Collected data ::
:::::
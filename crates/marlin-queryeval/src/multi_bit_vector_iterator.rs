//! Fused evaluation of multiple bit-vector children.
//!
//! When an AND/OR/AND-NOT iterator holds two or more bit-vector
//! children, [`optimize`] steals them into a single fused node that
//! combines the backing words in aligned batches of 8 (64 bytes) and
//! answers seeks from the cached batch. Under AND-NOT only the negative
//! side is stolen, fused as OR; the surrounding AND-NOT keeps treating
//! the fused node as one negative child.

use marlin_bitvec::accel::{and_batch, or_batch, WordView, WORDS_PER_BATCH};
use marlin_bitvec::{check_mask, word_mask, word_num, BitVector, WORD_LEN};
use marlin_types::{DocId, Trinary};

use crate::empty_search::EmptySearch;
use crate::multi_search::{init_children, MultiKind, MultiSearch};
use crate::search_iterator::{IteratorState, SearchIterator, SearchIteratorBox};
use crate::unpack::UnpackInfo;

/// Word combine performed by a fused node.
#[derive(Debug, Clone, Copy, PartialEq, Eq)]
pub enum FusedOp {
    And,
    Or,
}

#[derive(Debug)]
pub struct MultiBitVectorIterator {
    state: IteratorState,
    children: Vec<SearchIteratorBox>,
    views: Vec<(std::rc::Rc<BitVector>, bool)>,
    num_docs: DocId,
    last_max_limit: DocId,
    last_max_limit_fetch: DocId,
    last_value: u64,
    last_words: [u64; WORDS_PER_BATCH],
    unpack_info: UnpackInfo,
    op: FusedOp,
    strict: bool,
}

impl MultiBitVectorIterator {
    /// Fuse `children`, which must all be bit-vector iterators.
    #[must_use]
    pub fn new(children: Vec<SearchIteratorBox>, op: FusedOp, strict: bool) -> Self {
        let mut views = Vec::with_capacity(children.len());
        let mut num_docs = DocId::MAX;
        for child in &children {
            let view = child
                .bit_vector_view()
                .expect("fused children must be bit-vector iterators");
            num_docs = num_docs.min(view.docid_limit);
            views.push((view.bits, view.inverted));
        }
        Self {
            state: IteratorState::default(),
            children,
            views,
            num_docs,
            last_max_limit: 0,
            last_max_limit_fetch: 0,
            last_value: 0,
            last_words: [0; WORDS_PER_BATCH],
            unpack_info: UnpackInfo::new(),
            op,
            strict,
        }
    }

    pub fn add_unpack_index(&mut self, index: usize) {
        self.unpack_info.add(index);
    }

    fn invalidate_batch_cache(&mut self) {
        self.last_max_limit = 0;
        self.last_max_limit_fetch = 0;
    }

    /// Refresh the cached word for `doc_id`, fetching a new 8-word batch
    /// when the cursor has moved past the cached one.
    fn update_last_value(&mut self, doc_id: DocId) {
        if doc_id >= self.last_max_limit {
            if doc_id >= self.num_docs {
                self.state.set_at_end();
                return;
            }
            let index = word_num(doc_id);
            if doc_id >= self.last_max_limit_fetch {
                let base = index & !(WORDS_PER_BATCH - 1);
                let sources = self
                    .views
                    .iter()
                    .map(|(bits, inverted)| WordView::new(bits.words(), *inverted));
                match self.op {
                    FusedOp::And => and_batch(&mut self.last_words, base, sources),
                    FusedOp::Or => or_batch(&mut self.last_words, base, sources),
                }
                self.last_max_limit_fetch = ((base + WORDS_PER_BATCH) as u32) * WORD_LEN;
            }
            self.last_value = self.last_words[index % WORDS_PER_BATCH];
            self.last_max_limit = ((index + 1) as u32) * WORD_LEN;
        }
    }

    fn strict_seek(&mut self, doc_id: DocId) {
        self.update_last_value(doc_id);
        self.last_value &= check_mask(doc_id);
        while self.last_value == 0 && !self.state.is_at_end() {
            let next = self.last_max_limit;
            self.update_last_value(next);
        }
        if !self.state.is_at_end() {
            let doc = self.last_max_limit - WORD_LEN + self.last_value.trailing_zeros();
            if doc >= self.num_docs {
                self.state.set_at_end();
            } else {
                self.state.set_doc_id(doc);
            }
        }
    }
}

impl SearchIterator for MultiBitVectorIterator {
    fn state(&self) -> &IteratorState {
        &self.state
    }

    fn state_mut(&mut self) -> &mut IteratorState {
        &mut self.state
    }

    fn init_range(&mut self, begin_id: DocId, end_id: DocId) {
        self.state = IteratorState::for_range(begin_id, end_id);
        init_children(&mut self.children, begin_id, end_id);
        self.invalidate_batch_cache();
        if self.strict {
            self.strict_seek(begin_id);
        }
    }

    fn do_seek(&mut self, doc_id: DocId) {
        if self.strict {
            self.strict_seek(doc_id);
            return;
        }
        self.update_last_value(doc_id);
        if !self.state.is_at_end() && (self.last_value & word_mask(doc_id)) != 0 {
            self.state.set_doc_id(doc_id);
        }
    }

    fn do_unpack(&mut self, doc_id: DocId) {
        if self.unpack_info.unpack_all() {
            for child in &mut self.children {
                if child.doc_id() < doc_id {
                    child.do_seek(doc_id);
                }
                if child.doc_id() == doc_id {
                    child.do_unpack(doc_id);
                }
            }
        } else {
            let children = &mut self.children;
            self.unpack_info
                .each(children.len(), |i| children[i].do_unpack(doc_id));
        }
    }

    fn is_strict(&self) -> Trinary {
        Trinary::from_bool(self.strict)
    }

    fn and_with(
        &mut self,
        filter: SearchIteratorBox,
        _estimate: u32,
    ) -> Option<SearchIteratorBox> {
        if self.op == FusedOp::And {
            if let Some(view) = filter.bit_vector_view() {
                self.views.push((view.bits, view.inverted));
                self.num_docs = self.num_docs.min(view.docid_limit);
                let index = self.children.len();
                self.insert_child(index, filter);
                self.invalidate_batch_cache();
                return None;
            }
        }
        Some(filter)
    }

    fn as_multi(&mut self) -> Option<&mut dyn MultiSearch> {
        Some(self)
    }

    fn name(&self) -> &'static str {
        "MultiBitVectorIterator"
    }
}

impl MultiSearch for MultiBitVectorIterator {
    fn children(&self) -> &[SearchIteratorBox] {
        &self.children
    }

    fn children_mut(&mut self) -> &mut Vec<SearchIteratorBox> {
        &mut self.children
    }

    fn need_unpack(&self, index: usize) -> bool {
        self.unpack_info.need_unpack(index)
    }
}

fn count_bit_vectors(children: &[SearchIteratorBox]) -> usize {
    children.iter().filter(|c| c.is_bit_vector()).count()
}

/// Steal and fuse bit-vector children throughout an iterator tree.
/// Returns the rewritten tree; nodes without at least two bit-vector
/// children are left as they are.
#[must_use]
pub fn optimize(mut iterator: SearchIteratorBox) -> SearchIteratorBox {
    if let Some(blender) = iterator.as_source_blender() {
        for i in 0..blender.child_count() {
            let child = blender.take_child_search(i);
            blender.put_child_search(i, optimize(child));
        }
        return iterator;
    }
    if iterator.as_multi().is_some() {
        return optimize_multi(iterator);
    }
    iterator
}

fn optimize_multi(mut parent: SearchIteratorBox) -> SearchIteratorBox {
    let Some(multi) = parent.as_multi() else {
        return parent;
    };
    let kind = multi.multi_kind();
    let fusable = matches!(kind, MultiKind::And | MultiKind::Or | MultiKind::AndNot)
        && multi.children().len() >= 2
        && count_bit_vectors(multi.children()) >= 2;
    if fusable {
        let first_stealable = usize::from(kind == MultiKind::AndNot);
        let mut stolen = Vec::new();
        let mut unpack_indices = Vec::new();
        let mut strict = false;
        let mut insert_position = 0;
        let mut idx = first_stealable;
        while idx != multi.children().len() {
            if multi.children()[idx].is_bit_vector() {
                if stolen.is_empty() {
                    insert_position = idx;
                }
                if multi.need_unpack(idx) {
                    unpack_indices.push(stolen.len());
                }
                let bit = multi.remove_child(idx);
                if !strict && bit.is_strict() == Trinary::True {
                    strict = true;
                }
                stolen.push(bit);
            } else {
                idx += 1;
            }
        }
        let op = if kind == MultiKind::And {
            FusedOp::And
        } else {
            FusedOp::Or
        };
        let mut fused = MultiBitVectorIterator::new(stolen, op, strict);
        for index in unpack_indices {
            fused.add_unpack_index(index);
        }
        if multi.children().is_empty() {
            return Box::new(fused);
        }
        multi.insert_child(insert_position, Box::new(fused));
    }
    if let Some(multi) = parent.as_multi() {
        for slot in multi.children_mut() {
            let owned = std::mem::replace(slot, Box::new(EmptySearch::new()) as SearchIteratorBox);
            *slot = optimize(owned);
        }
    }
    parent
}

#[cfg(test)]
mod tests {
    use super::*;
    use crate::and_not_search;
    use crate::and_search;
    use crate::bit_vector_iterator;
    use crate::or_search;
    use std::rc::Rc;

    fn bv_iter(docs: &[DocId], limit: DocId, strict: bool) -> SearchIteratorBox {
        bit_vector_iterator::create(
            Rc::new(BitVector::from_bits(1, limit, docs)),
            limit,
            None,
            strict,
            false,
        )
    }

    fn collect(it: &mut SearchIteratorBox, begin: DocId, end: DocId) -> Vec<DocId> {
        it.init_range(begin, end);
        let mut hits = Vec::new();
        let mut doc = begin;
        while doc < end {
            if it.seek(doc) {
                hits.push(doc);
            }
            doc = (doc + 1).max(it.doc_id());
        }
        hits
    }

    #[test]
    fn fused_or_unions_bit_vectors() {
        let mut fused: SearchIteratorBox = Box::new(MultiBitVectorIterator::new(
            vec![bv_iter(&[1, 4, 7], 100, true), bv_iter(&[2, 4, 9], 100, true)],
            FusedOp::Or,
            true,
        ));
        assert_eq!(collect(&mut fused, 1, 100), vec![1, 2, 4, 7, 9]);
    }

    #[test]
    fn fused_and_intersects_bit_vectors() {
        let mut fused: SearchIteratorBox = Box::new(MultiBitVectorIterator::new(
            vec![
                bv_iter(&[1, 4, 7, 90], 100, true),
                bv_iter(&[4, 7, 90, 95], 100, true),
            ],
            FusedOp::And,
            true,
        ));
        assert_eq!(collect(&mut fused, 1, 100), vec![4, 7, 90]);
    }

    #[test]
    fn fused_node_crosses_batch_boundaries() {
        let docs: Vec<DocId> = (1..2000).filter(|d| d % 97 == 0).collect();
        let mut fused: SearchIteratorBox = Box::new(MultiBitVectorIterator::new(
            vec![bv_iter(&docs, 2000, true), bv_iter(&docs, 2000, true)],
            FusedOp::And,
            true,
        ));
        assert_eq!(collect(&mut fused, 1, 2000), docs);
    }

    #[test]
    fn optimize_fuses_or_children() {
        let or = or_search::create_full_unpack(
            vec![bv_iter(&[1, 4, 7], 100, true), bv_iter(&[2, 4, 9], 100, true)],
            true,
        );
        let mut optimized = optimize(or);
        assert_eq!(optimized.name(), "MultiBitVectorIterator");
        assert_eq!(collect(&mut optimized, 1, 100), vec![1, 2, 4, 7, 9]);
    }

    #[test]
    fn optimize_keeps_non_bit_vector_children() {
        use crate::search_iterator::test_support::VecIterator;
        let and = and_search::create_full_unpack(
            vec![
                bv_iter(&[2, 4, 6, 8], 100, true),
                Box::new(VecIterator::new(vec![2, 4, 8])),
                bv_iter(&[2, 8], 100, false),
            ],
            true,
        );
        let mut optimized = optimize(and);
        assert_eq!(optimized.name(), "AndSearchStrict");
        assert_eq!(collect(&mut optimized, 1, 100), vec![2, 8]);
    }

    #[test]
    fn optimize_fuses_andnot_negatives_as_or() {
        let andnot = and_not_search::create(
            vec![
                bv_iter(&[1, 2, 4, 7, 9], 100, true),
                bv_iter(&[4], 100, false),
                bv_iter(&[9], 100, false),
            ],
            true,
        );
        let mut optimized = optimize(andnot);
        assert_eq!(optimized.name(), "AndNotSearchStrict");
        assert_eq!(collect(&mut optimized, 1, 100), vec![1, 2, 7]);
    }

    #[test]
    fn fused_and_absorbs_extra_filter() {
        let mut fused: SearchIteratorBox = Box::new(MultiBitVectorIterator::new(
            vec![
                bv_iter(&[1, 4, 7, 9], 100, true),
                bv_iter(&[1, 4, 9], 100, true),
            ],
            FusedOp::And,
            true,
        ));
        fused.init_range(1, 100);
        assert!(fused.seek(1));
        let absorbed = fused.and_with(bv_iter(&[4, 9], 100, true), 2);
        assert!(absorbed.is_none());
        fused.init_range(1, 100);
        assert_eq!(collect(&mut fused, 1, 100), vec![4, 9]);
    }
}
:::::
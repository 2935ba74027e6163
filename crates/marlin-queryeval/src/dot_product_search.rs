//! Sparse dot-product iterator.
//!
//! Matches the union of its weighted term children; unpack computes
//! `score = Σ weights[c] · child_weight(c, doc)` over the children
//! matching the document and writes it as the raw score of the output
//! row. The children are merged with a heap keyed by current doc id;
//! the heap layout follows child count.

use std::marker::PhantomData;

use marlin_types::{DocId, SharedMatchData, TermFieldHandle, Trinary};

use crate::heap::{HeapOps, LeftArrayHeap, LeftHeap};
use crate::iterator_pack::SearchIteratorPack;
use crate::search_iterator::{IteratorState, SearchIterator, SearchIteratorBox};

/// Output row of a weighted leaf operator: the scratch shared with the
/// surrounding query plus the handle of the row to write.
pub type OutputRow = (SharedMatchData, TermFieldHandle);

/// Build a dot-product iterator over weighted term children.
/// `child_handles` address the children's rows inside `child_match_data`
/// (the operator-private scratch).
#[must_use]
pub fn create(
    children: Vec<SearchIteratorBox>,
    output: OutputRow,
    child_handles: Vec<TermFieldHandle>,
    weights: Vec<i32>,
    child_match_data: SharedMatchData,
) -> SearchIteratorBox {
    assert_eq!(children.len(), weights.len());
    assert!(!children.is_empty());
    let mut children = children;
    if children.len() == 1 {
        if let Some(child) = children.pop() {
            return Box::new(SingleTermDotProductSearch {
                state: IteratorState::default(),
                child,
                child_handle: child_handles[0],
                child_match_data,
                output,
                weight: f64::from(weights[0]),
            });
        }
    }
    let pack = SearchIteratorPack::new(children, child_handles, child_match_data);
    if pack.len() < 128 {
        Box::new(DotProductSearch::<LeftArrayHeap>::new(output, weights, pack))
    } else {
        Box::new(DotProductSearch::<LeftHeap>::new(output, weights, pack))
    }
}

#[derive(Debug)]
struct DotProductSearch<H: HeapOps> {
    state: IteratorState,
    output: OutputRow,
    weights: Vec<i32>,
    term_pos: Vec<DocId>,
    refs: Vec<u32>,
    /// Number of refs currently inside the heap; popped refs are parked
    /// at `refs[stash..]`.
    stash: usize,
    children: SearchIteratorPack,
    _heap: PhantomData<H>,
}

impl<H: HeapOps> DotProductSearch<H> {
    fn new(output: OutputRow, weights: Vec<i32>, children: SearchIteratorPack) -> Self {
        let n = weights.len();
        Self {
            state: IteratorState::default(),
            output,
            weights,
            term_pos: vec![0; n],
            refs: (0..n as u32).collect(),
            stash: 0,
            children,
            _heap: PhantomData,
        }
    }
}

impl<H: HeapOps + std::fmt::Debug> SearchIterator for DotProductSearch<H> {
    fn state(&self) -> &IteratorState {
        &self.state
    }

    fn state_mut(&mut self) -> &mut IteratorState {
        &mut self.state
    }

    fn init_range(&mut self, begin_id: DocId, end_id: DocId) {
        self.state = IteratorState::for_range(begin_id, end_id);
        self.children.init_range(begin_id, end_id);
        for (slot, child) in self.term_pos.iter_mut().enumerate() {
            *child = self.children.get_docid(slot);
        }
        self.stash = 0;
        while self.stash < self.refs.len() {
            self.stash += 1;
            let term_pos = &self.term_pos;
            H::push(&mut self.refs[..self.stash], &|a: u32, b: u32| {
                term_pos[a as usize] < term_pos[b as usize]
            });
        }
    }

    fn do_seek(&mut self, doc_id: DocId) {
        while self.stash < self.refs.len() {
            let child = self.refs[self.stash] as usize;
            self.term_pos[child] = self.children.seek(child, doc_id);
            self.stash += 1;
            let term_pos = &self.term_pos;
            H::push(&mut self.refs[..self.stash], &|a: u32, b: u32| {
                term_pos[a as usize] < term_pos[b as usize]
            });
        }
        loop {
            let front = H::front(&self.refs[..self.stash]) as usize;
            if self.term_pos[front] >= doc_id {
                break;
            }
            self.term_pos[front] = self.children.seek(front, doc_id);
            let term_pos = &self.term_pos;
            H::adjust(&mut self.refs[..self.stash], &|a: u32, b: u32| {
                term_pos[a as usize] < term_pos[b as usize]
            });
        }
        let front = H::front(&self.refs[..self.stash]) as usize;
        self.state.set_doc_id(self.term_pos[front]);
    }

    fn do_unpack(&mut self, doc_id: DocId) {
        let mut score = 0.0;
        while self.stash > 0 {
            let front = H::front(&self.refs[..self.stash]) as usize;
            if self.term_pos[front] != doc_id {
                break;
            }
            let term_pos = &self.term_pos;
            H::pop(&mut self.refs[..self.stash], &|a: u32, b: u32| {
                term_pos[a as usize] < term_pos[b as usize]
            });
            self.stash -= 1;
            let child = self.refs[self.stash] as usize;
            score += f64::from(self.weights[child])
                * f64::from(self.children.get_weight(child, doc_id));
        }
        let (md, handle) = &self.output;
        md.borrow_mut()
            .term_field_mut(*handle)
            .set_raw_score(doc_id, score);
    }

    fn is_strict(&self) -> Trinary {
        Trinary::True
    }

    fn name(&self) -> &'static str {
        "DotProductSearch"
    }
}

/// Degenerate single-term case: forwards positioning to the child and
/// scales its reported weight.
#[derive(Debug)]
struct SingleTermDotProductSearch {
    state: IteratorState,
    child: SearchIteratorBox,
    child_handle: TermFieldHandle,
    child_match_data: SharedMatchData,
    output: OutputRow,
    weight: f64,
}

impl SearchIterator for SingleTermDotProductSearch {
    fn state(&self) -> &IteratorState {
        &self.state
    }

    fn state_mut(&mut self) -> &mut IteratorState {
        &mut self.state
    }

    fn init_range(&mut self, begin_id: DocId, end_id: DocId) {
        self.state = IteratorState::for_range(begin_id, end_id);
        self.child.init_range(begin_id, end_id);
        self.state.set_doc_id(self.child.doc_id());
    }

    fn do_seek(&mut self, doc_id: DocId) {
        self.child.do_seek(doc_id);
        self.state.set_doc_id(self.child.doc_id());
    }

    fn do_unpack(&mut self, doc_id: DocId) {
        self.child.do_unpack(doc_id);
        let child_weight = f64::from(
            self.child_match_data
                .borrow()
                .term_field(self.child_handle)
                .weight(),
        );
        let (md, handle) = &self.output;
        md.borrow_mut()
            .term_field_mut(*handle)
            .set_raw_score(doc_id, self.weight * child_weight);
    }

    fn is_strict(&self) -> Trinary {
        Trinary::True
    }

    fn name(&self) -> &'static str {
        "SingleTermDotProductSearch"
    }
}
:::::
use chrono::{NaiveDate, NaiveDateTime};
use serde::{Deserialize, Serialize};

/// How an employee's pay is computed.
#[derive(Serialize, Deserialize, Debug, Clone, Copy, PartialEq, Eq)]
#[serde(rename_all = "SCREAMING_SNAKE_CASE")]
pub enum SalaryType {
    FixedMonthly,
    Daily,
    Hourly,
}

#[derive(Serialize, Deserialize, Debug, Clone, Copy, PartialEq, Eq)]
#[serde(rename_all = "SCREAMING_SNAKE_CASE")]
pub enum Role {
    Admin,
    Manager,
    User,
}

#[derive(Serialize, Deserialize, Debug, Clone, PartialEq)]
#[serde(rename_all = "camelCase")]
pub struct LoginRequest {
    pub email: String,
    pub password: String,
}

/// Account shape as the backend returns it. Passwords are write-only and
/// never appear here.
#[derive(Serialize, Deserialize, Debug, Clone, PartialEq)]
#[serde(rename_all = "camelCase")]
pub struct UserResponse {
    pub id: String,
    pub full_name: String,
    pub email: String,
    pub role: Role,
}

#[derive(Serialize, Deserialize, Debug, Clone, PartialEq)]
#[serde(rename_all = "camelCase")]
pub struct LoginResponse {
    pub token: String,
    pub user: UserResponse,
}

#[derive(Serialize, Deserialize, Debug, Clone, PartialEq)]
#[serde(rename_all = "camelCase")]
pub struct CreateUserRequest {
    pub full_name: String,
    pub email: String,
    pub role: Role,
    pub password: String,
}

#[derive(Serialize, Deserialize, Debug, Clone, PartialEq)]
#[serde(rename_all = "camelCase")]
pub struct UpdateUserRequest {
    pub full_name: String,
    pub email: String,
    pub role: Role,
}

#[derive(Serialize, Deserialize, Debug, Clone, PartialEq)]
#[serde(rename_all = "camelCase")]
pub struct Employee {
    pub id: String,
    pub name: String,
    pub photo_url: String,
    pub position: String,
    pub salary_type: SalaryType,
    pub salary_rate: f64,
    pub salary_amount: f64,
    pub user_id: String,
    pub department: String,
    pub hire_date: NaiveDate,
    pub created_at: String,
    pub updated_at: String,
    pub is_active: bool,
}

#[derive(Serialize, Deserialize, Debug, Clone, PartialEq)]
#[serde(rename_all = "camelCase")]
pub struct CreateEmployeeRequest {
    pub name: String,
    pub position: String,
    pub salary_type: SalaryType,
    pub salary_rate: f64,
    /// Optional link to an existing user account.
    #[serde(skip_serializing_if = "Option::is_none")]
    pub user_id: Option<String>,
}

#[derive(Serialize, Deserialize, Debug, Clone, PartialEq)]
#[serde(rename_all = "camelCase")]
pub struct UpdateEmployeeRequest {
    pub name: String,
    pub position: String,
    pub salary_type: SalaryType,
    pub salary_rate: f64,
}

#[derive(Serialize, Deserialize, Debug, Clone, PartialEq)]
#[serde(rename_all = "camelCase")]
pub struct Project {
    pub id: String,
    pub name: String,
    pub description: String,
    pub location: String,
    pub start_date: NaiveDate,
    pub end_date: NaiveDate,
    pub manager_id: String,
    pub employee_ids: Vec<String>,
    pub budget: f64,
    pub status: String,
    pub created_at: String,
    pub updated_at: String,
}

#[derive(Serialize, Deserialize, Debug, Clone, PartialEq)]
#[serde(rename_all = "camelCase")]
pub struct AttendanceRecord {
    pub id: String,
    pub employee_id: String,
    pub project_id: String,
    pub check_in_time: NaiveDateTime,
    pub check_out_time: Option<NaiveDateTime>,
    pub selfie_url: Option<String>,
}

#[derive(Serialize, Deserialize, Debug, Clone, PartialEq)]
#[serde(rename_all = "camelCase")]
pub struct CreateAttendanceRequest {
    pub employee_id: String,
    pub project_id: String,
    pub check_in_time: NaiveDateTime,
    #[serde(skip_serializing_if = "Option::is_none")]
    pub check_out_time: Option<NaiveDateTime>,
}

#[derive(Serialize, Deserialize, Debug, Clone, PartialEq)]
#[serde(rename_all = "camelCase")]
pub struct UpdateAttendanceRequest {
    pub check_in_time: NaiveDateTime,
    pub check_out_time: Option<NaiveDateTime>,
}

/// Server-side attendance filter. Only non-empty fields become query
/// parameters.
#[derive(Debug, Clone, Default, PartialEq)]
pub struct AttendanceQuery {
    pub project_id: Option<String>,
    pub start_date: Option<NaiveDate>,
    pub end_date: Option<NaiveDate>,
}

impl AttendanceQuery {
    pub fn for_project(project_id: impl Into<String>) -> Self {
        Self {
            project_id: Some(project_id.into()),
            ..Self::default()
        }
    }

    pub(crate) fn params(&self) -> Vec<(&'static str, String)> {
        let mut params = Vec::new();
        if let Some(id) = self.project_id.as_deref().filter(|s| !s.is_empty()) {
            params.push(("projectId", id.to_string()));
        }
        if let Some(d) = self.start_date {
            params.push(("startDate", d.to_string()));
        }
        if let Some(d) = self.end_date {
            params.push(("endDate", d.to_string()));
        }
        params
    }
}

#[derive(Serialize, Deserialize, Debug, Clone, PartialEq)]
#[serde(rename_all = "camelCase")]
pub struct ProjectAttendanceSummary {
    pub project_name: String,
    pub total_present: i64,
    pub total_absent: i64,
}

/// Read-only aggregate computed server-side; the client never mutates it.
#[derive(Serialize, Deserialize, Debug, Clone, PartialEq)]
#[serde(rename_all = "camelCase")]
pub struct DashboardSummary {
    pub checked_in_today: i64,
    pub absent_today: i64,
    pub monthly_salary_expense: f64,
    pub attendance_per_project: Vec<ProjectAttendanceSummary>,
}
:::::
Task brief ::
State how many lines in the entries above include the word "next"; reply with the number alone.

Answer section ::
2